Stored records:
• • • •
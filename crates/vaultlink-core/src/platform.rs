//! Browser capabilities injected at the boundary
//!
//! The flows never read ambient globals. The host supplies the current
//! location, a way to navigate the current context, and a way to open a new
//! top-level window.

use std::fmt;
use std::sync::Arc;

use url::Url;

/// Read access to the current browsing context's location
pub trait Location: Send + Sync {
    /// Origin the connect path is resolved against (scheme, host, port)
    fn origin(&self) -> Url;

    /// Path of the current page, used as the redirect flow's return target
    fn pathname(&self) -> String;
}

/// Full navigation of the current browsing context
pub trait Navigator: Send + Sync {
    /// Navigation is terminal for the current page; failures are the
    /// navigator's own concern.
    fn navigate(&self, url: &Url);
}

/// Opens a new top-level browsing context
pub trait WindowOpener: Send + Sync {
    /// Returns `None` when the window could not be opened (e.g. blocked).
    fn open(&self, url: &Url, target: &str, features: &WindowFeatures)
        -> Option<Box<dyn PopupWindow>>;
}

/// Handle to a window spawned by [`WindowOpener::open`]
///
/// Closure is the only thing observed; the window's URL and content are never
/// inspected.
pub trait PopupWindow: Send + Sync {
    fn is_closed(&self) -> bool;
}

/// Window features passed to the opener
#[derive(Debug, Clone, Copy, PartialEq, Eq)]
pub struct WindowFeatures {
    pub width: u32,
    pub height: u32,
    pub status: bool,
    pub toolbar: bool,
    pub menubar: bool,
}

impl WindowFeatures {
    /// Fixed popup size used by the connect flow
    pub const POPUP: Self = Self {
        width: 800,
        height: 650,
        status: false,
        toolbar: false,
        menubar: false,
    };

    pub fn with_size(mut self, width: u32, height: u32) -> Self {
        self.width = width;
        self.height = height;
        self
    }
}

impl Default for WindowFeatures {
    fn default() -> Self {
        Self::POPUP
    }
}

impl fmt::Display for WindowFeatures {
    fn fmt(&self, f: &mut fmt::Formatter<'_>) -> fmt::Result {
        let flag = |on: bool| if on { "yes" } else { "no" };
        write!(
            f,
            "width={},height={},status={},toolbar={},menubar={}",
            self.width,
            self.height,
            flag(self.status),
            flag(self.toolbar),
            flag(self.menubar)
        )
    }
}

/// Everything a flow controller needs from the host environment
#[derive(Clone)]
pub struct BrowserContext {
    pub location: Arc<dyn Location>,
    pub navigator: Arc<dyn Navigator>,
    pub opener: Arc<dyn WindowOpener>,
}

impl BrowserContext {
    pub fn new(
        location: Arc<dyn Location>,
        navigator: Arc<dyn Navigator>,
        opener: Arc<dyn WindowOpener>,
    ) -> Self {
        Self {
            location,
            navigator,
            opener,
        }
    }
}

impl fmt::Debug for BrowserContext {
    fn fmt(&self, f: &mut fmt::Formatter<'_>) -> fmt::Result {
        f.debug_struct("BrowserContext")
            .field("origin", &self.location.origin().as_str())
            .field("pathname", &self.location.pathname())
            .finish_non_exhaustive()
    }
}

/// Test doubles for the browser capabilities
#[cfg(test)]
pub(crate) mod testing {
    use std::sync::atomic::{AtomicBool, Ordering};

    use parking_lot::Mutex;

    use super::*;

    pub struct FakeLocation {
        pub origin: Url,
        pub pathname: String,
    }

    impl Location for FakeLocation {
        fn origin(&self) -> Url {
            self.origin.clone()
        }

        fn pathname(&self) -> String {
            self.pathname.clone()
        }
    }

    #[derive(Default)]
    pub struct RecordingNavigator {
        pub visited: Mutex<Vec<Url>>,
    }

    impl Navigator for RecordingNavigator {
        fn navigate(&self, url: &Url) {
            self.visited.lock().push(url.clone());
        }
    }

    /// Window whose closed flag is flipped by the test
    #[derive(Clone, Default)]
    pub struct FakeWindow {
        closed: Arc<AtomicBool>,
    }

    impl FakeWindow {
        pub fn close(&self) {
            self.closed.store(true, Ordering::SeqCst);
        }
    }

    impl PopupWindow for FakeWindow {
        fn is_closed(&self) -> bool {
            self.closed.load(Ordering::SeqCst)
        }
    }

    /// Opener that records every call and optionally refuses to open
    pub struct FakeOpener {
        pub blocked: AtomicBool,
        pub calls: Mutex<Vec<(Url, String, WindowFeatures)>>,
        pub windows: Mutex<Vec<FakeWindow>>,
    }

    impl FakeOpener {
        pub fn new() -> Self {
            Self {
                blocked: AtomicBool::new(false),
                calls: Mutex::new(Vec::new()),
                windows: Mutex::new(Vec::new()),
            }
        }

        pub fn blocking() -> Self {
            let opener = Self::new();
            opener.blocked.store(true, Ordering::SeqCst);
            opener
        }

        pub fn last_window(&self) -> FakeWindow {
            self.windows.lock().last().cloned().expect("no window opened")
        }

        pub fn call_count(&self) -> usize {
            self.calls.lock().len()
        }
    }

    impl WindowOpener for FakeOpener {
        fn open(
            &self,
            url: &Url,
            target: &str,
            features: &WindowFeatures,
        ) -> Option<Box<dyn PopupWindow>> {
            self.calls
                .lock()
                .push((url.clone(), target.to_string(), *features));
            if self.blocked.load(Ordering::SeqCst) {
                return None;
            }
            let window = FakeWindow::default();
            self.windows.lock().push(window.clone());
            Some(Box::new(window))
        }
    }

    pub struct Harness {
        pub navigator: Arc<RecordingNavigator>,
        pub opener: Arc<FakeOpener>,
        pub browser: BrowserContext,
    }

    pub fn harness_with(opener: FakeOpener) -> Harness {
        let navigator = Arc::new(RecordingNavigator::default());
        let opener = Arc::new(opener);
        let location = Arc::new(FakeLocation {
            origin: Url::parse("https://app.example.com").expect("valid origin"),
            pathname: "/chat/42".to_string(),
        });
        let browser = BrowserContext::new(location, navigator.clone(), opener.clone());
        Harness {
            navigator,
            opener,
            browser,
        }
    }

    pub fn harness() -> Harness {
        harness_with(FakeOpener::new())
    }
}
• • • •
WHAT IS BEING ASKED: In how many lines of the records does the word "BrowserContext" appear? Answer with the number only.

PROBLEM SOLUTION: 6